[Saved entries]
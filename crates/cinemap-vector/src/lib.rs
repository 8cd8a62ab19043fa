//! Cinemap Vector crate - embedding codec, vector store, similarity ranking,
//! catalog snapshots, search, and the embedding backfill pipeline.
//!
//! Similarity search is an exact linear scan with normalized cosine
//! similarity. The embedding model is an injected collaborator behind the
//! `EmbeddingService` trait, with a deterministic mock for testing.

pub mod catalog;
pub mod codec;
pub mod embedding;
pub mod error;
pub mod pipeline;
pub mod ranker;
pub mod search;
pub mod similarity;
pub mod store;

pub use catalog::{Catalog, CatalogSnapshot};
pub use codec::{decode_embedding, encode_embedding, DecodeError};
pub use embedding::{DynEmbeddingService, EmbeddingService, MockEmbedding};
pub use error::VectorError;
pub use pipeline::{BackfillReport, EmbedOutcome, EmbeddingPipeline};
pub use ranker::{ScoredMovie, SimilarityRanker};
pub use search::{SearchEngine, SimilarMovie};
pub use similarity::cosine_similarity;
pub use store::{Rejection, RejectionReason, StoreDiagnostics, VectorStore};
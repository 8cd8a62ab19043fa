//! Binary embedding encoding.
//!
//! Embeddings are persisted as packed little-endian IEEE-754 f32 values, so a
//! vector of width L occupies exactly 4·L bytes.

use thiserror::Error;

const F32_BYTES: usize = std::mem::size_of::<f32>();

/// A stored embedding buffer that cannot be turned into a vector.
///
/// Decode failures are per-item: the affected movie is treated as having no
/// embedding and the batch carries on.
#[derive(Debug, Clone, Copy, PartialEq, Eq, Error)]
pub enum DecodeError {
    #[error("embedding buffer is empty")]
    Empty,
    #[error("embedding buffer of {len} bytes is not a multiple of 4")]
    Misaligned { len: usize },
}

/// Decode a raw buffer into an embedding vector.
pub fn decode_embedding(bytes: &[u8]) -> Result<Vec<f32>, DecodeError> {
    if bytes.is_empty() {
        return Err(DecodeError::Empty);
    }
    if bytes.len() % F32_BYTES != 0 {
        return Err(DecodeError::Misaligned { len: bytes.len() });
    }
    Ok(bytes
        .chunks_exact(F32_BYTES)
        .map(|chunk| f32::from_le_bytes([chunk[0], chunk[1], chunk[2], chunk[3]]))
        .collect())
}

/// Encode an embedding vector for storage.
pub fn encode_embedding(vector: &[f32]) -> Vec<u8> {
    let mut bytes = Vec::with_capacity(vector.len() * F32_BYTES);
    for value in vector {
        bytes.extend_from_slice(&value.to_le_bytes());
    }
    bytes
}

#[cfg(test)]
mod tests {
    use super::*;

    #[test]
    fn test_decode_known_bytes() {
        // 1.0f32 = 0x3F800000, -2.0f32 = 0xC0000000 (little-endian on disk).
        let bytes = [0x00, 0x00, 0x80, 0x3F, 0x00, 0x00, 0x00, 0xC0];
        assert_eq!(decode_embedding(&bytes).unwrap(), vec![1.0, -2.0]);
    }

    #[test]
    fn test_encode_matches_layout() {
        let bytes = encode_embedding(&[1.0, -2.0]);
        assert_eq!(bytes, vec![0x00, 0x00, 0x80, 0x3F, 0x00, 0x00, 0x00, 0xC0]);
    }

    #[test]
    fn test_encode_then_decode_preserves_values() {
        let original = vec![0.25f32, -0.5, 3.75, f32::MIN_POSITIVE];
        let decoded = decode_embedding(&encode_embedding(&original)).unwrap();
        assert_eq!(decoded, original);
    }

    #[test]
    fn test_decode_seven_bytes_is_misaligned() {
        let err = decode_embedding(&[0u8; 7]).unwrap_err();
        assert_eq!(err, DecodeError::Misaligned { len: 7 });
        assert!(err.to_string().contains("7 bytes"));
    }

    #[test]
    fn test_decode_empty_buffer() {
        assert_eq!(decode_embedding(&[]).unwrap_err(), DecodeError::Empty);
    }

    #[test]
    fn test_zero_vector_decodes_as_present() {
        let decoded = decode_embedding(&[0u8; 12]).unwrap();
        assert_eq!(decoded, vec![0.0, 0.0, 0.0]);
    }
}
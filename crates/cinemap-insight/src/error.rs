use thiserror::Error;

use cinemap_core::error::CinemapError;

/// Errors that can occur in the analytics pipeline.
#[derive(Error, Debug)]
pub enum InsightError {
    #[error("insufficient data: need at least 2 vectors of width 2 or more, got {samples} of width {dimensions}")]
    InsufficientData { samples: usize, dimensions: usize },
    #[error("dimension mismatch: expected {expected}, got {actual}")]
    DimensionMismatch { expected: usize, actual: usize },
    #[error("eigendecomposition did not converge within {max_iterations} iterations")]
    Decomposition { max_iterations: usize },
    #[error("export error: {0}")]
    Export(String),
    #[error("io error: {0}")]
    Io(#[from] std::io::Error),
    #[error("serialization error: {0}")]
    Serialization(#[from] serde_json::Error),
}

impl From<InsightError> for CinemapError {
    fn from(err: InsightError) -> Self {
        match err {
            InsightError::Export(msg) => CinemapError::Export(msg),
            InsightError::Io(e) => CinemapError::Io(e),
            InsightError::Serialization(e) => CinemapError::Serialization(e.to_string()),
            other => CinemapError::Analytics(other.to_string()),
        }
    }
}

#[cfg(test)]
mod tests {
    use super::*;

    #[test]
    fn test_error_display_insufficient_data() {
        let e = InsightError::InsufficientData {
            samples: 1,
            dimensions: 384,
        };
        assert_eq!(
            e.to_string(),
            "insufficient data: need at least 2 vectors of width 2 or more, got 1 of width 384"
        );
    }

    #[test]
    fn test_error_display_dimension_mismatch() {
        let e = InsightError::DimensionMismatch {
            expected: 4,
            actual: 3,
        };
        assert_eq!(e.to_string(), "dimension mismatch: expected 4, got 3");
    }

    #[test]
    fn test_error_from_io() {
        let io_err = std::io::Error::new(std::io::ErrorKind::NotFound, "file gone");
        let e: InsightError = io_err.into();
        assert!(e.to_string().contains("file gone"));
        assert!(matches!(e, InsightError::Io(_)));
    }

    #[test]
    fn test_into_cinemap_error() {
        let e: CinemapError = InsightError::InsufficientData {
            samples: 0,
            dimensions: 0,
        }
        .into();
        assert!(matches!(e, CinemapError::Analytics(_)));

        let e: CinemapError = InsightError::Decomposition {
            max_iterations: 10,
        }
        .into();
        assert!(matches!(e, CinemapError::Analytics(ref msg) if msg.contains("10 iterations")));

        let e: CinemapError = InsightError::Export("disk full".into()).into();
        assert!(matches!(e, CinemapError::Export(_)));
    }
}
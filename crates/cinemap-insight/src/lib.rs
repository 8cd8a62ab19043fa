//! Cinemap Insight crate - projection, quadrant clustering, summaries, and export.
//!
//! Provides the batch analytics pipeline:
//! - Two-component PCA of the full embedding set
//! - Median split of the projection into quadrants
//! - Per-quadrant genre, rating, and centroid summaries
//! - JSON export of the projected catalog

pub mod analysis;
pub mod error;
pub mod export;
pub mod projector;
pub mod quadrant;
pub mod summarizer;
pub mod types;

pub use analysis::{AnalyticsEngine, QuadrantAnalysis};
pub use error::InsightError;
pub use export::QuadrantExporter;
pub use projector::{Projection, Projector};
pub use quadrant::{median, Classification, QuadrantClassifier};
pub use summarizer::QuadrantSummarizer;
pub use types::{
    Bounds, CentralMovie, Coordinate, GenreShare, Medians, MoviePoint, Quadrant, QuadrantMember,
    QuadrantReport, QuadrantStats, RatedMovie, Rect,
};
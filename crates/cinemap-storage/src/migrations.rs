//! Database schema migrations.
//!
//! Applies the movie catalog schema and records it in schema_migrations.

use rusqlite::Connection;
use tracing::info;

use cinemap_core::error::CinemapError;

/// Schema version written by the newest migration.
pub const LATEST_VERSION: u32 = 1;

/// Run all pending database migrations and return the schema version.
pub fn run_migrations(conn: &Connection) -> Result<u32, CinemapError> {
    conn.execute_batch(
        "CREATE TABLE IF NOT EXISTS schema_migrations (
            version     INTEGER PRIMARY KEY NOT NULL,
            name        TEXT NOT NULL,
            applied_at  INTEGER NOT NULL DEFAULT (strftime('%s', 'now'))
        );",
    )
    .map_err(|e| CinemapError::Storage(format!("Failed to create migrations table: {}", e)))?;

    let current_version: i64 = conn
        .query_row(
            "SELECT COALESCE(MAX(version), 0) FROM schema_migrations",
            [],
            |row| row.get(0),
        )
        .map_err(|e| CinemapError::Storage(format!("Failed to query migration version: {}", e)))?;

    if current_version < 1 {
        apply_v1(conn)?;
        info!("Applied migration v1: movie_catalog");
    }

    Ok(LATEST_VERSION.max(current_version as u32))
}

/// Version 1: movie catalog.
///
/// `genres` is a JSON array of strings. `embedding` holds little-endian f32
/// values and is NULL until the embedding backfill has run.
fn apply_v1(conn: &Connection) -> Result<(), CinemapError> {
    conn.execute_batch(
        "
        CREATE TABLE IF NOT EXISTS movies (
            id              INTEGER PRIMARY KEY NOT NULL,
            title           TEXT NOT NULL,
            description     TEXT,
            release_year    INTEGER,
            genres          TEXT NOT NULL DEFAULT '[]',
            rating          REAL,
            embedding       BLOB,
            updated_at      INTEGER NOT NULL DEFAULT (strftime('%s', 'now'))
        );

        CREATE INDEX IF NOT EXISTS idx_movies_missing_embedding
            ON movies (id)
            WHERE embedding IS NULL;

        INSERT INTO schema_migrations (version, name) VALUES (1, 'movie_catalog');
        ",
    )
    .map_err(|e| CinemapError::Storage(format!("Migration v1 failed: {}", e)))?;
    Ok(())
}

#[cfg(test)]
mod tests {
    use super::*;

    #[test]
    fn test_migrations_are_idempotent() {
        let conn = Connection::open_in_memory().unwrap();
        assert_eq!(run_migrations(&conn).unwrap(), LATEST_VERSION);
        assert_eq!(run_migrations(&conn).unwrap(), LATEST_VERSION);

        let versions: i64 = conn
            .query_row("SELECT COUNT(*) FROM schema_migrations", [], |row| row.get(0))
            .unwrap();
        assert_eq!(versions, 1);
    }

    #[test]
    fn test_movies_table_accepts_null_embedding() {
        let conn = Connection::open_in_memory().unwrap();
        run_migrations(&conn).unwrap();

        conn.execute(
            "INSERT INTO movies (id, title) VALUES (1, 'Metropolis')",
            [],
        )
        .unwrap();
        let embedding: Option<Vec<u8>> = conn
            .query_row("SELECT embedding FROM movies WHERE id = 1", [], |row| {
                row.get(0)
            })
            .unwrap();
        assert!(embedding.is_none());
    }
}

● **Task prompt**
Count every line of the records that holds "contains". State the number, nothing else.

● **Output of the task**
3